At Home Full Body Workout

Warmer months are here and we are LOVING being able to workout OUTSIDE.So, for the next couple of Workout Wednesdays we are giving you workouts you can do outside or in the comfort of your home. 

 

ARMS

Plank (Hold for 30 seconds) How To: Arms straight and shoulder width apart. Make sure to keep your bum down!You can also do this with bent elbows, forearms resting on the ground.

Chair Dip (4 sets of 12) How To: For this exercise you will need a chair. Start with your arms straight behind you. Bend your arms, lowering your body. Come back to start. (To make it harder, straighten your legs out in front of you.)

Shoulder Taps (4 sets of 12 each side) How To: Begin in a plank position. Arms straight and shoulder width apart. Make sure to keep your bum down! Bring your right arm to your left shoulder. Switch arms.

Burpee (4 sets of 12) How To: Start standing up. Drop to the floor and place your arms in push-up position and jet your legs out behind you. Bring your legs back to squat position and jump up. Note: To make it harder, do a push up before you bring your legs back in.

 

LEGS


Jump lunges (4 sets of 12 each side) How To: Squat down with your back straight and a neutral spine. Jump, keeping your legs straight. Land back in your starting squat position.

Sumo squats (4 sets of 12) How To: Feet should be wider than shoulder width apart and turned out. Bend until your thighs are parallel with the ground. To make it harder, grab some weights and hold as you squat.

Calf raises (4 sets of 12) How To: Stand with your feet parallel, shoulder width apart and your hands on your hips. Raise to the balls of your feet. Return to starting position.
Note: To make it harder, raise to the balls of your feet, hold and pulse.

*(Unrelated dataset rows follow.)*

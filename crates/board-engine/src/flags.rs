//! User Configuration
//!
//! Flags are always fully populated. Partial updates arrive as a
//! [`FlagsPatch`] and are merged over the current value.

use serde::{Deserialize, Serialize};

#[derive(Debug, Clone, Copy, PartialEq, Eq, Serialize, Deserialize)]
#[serde(rename_all = "camelCase", default)]
pub struct Flags {
    pub group_children: bool,
    pub highlight_in_progress: bool,
    pub highlight_in_review: bool,
    pub mute_done: bool,
    pub separate_task_counts: bool,
    pub in_review_board: bool,
}

impl Default for Flags {
    fn default() -> Self {
        Self {
            group_children: true,
            highlight_in_progress: true,
            highlight_in_review: true,
            mute_done: true,
            separate_task_counts: false,
            in_review_board: false,
        }
    }
}

/// A full-or-partial configuration object as stored or broadcast.
#[derive(Debug, Clone, Copy, PartialEq, Eq, Default, Serialize, Deserialize)]
#[serde(rename_all = "camelCase", default)]
pub struct FlagsPatch {
    #[serde(skip_serializing_if = "Option::is_none")]
    pub group_children: Option<bool>,
    #[serde(skip_serializing_if = "Option::is_none")]
    pub highlight_in_progress: Option<bool>,
    #[serde(skip_serializing_if = "Option::is_none")]
    pub highlight_in_review: Option<bool>,
    #[serde(skip_serializing_if = "Option::is_none")]
    pub mute_done: Option<bool>,
    #[serde(skip_serializing_if = "Option::is_none")]
    pub separate_task_counts: Option<bool>,
    #[serde(skip_serializing_if = "Option::is_none")]
    pub in_review_board: Option<bool>,
}

impl Flags {
    /// Storage keys, in the order the settings form lists them.
    pub const KEYS: [&'static str; 6] = [
        "groupChildren",
        "highlightInProgress",
        "highlightInReview",
        "muteDone",
        "separateTaskCounts",
        "inReviewBoard",
    ];

    pub fn merge(&mut self, patch: &FlagsPatch) {
        if let Some(v) = patch.group_children {
            self.group_children = v;
        }
        if let Some(v) = patch.highlight_in_progress {
            self.highlight_in_progress = v;
        }
        if let Some(v) = patch.highlight_in_review {
            self.highlight_in_review = v;
        }
        if let Some(v) = patch.mute_done {
            self.mute_done = v;
        }
        if let Some(v) = patch.separate_task_counts {
            self.separate_task_counts = v;
        }
        if let Some(v) = patch.in_review_board {
            self.in_review_board = v;
        }
    }

    pub fn merged(mut self, patch: &FlagsPatch) -> Self {
        self.merge(patch);
        self
    }

    /// Reads a stored or broadcast JSON object; anything unreadable is an empty patch.
    pub fn patch_from_json(value: &serde_json::Value) -> FlagsPatch {
        serde_json::from_value(value.clone()).unwrap_or_default()
    }
}

impl From<Flags> for FlagsPatch {
    fn from(flags: Flags) -> Self {
        Self {
            group_children: Some(flags.group_children),
            highlight_in_progress: Some(flags.highlight_in_progress),
            highlight_in_review: Some(flags.highlight_in_review),
            mute_done: Some(flags.mute_done),
            separate_task_counts: Some(flags.separate_task_counts),
            in_review_board: Some(flags.in_review_board),
        }
    }
}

X Jumps (4 sets of 12) How To: Squat down with your back straight and a neutral spine. Cross both arms in front of you, jump with legs and arms out, making an "X" in the air. Land back in your starting squat position.

Speed skaters (4 sets of 12 each side) How To: Start in a standing position. Jump to your right foot, your body bent over with your left leg behind you and left arm reaching past your front foot. Jump to switch sides. 

Inchworm (4 sets of 12) How To: Start in standing position, legs shoulder width apart. Bend over and walk your arms to push-up position. Complete one-push up, walk your arms back to starting position. That's one rep.

Arm Circles (forward and back) (4 sets of 12) How To: Stick your arms straight out to the side of you. Keeping arms tight, circle your arms forward for 4 sets of 12 and then back for 4 sets of 12.

 

ABS

Crunches (4 sets of 12) How To: Start in sit-up position, arms bent behind your head. Lift your chest until your shoulder blades are off the floor. Return to starting position.

Mountain climbers (4 sets of 12 each side) How To: Begin in a plank position keeping arms straight and shoulder width apart. Make sure to keep your bum down! Bring your knee to your chest. Keep your core engaged and quickly switch legs.

Russian Twists(4 sets of 12 each side) How To: Start sitting down with your knees bent in front of you, and your chest at a 45 degree angle.Keep your arms bent in front of you holding your hands, twist from side to side. 

Plank(hold 30 seconds) How To: Arms straight and shoulder width apart. Make sure to keep your bum down! You can also do this with bent arms, forearms resting on the ground.

Flutter Kicks (30 seconds) How To: Start by laying on the ground. Raise legs off the floor and kick your feet up and down.